(Records supplied)
○ ○ ○ ○ ○

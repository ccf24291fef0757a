//! Output naming, recovery, and cleanup for retrieved artifacts.
//!
//! The output directory is shared by every concurrent retrieval, so each
//! request gets an [`OutputSlot`]: the engine's `{id}.{ext}` naming plus a
//! request-scoped random nonce. Two retrievals of the *same* URL therefore
//! never collide on a path; the nonce is stripped (the name "promoted")
//! only after exclusive success.

use std::fs;
use std::path::{Path, PathBuf};
use std::time::SystemTime;

use rand::Rng;
use rand::distributions::Alphanumeric;
use tracing::{debug, warn};

/// Length of the request-scoped nonce in output file names.
const NONCE_LEN: usize = 8;

/// Suffix the extraction engine gives half-written artifacts.
const PARTIAL_SUFFIX: &str = ".part";

/// A request-scoped naming slot inside the shared output directory.
#[derive(Debug, Clone)]
pub struct OutputSlot {
    dir: PathBuf,
    nonce: String,
}

impl OutputSlot {
    /// Creates a slot with a fresh random nonce.
    #[must_use]
    pub fn new(dir: impl Into<PathBuf>) -> Self {
        let nonce: String = rand::thread_rng()
            .sample_iter(&Alphanumeric)
            .take(NONCE_LEN)
            .map(char::from)
            .collect();
        Self {
            dir: dir.into(),
            nonce,
        }
    }

    /// The shared output directory this slot writes into.
    #[must_use]
    pub fn dir(&self) -> &Path {
        &self.dir
    }

    /// The request-scoped nonce embedded in every name this slot owns.
    #[must_use]
    pub fn nonce(&self) -> &str {
        &self.nonce
    }

    /// Output template handed to the extraction engine.
    ///
    /// Keeps the conventional `{id}.{ext}` scheme (`media_<id>.<ext>`) with
    /// the nonce spliced in before the extension.
    #[must_use]
    pub fn template(&self) -> String {
        self.dir
            .join(format!("media_%(id)s_{}.%(ext)s", self.nonce))
            .to_string_lossy()
            .into_owned()
    }

    /// True if `path` was written under this slot's nonce.
    #[must_use]
    pub fn owns(&self, path: &Path) -> bool {
        path.file_name()
            .map(|name| name.to_string_lossy().contains(&format!("_{}", self.nonce)))
            .unwrap_or(false)
    }

    /// Promotes a successful artifact to its canonical nonce-free name.
    ///
    /// Exclusive and best-effort: the link-then-unlink sequence cannot
    /// replace an existing file, so when a concurrent retrieval of the same
    /// content already claimed the canonical name, the unique name is kept -
    /// it is a valid terminal artifact name.
    #[must_use]
    pub fn promote(&self, path: &Path) -> PathBuf {
        let Some(file_name) = path.file_name().map(|name| name.to_string_lossy().into_owned())
        else {
            return path.to_path_buf();
        };
        let canonical_name = file_name.replacen(&format!("_{}", self.nonce), "", 1);
        if canonical_name == file_name {
            return path.to_path_buf();
        }
        let canonical = path.with_file_name(&canonical_name);
        match fs::hard_link(path, &canonical) {
            Ok(()) => {
                if let Err(error) = fs::remove_file(path) {
                    warn!(error = %error, path = %path.display(), "failed to drop unique name");
                }
                canonical
            }
            Err(error) if error.kind() == std::io::ErrorKind::AlreadyExists => {
                debug!(path = %canonical.display(), "canonical name taken, keeping unique name");
                path.to_path_buf()
            }
            Err(error) => {
                warn!(error = %error, path = %path.display(), "promotion failed");
                path.to_path_buf()
            }
        }
    }

    /// Best-effort recovery scan after a reported success with a missing
    /// expected path.
    ///
    /// Prefers a completed file written under this slot's nonce; falls back
    /// to the most-recently-created file in the output directory. Naming
    /// mismatches between what the engine reports and what it writes do
    /// occur, and losing a finished download over one is worse than an
    /// occasional wrong pick - which is why callers log this outcome as
    /// non-authoritative.
    #[must_use]
    pub fn recover(&self) -> Option<PathBuf> {
        let entries = fs::read_dir(&self.dir).ok()?;

        let mut owned: Option<(SystemTime, PathBuf)> = None;
        let mut newest: Option<(SystemTime, PathBuf)> = None;

        for entry in entries.flatten() {
            let path = entry.path();
            if !path.is_file() || is_partial(&path) {
                continue;
            }
            let stamp = created_at(&path);
            if self.owns(&path) && owned.as_ref().is_none_or(|(best, _)| stamp > *best) {
                owned = Some((stamp, path.clone()));
            }
            if newest.as_ref().is_none_or(|(best, _)| stamp > *best) {
                newest = Some((stamp, path));
            }
        }

        owned.or(newest).map(|(_, path)| path)
    }

    /// Deletes every artifact (partials included) written under this slot.
    ///
    /// Called before any failure or timeout return so no partial file is
    /// left behind.
    pub fn cleanup(&self) {
        let Ok(entries) = fs::read_dir(&self.dir) else {
            return;
        };
        for entry in entries.flatten() {
            let path = entry.path();
            if path.is_file() && self.owns(&path) {
                if let Err(error) = fs::remove_file(&path) {
                    warn!(error = %error, path = %path.display(), "failed to remove partial artifact");
                } else {
                    debug!(path = %path.display(), "removed leftover artifact");
                }
            }
        }
    }
}

fn is_partial(path: &Path) -> bool {
    path.file_name()
        .map(|name| name.to_string_lossy().ends_with(PARTIAL_SUFFIX))
        .unwrap_or(false)
}

/// Creation timestamp, falling back to mtime on filesystems without
/// birth-time support.
fn created_at(path: &Path) -> SystemTime {
    fs::metadata(path)
        .and_then(|meta| meta.created().or_else(|_| meta.modified()))
        .unwrap_or(SystemTime::UNIX_EPOCH)
}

○ ○ ○ ○ ○

(Exercise description)
The answer should hold the lines from the one containing "fn is_partial(path: &Path)" through the end of the entries above, set down exactly, with both ends included.

(Solution to this task)
fn is_partial(path: &Path) -> bool {
    path.file_name()
        .map(|name| name.to_string_lossy().ends_with(PARTIAL_SUFFIX))
        .unwrap_or(false)
}

/// Creation timestamp, falling back to mtime on filesystems without
/// birth-time support.
fn created_at(path: &Path) -> SystemTime {
    fs::metadata(path)
        .and_then(|meta| meta.created().or_else(|_| meta.modified()))
        .unwrap_or(SystemTime::UNIX_EPOCH)
}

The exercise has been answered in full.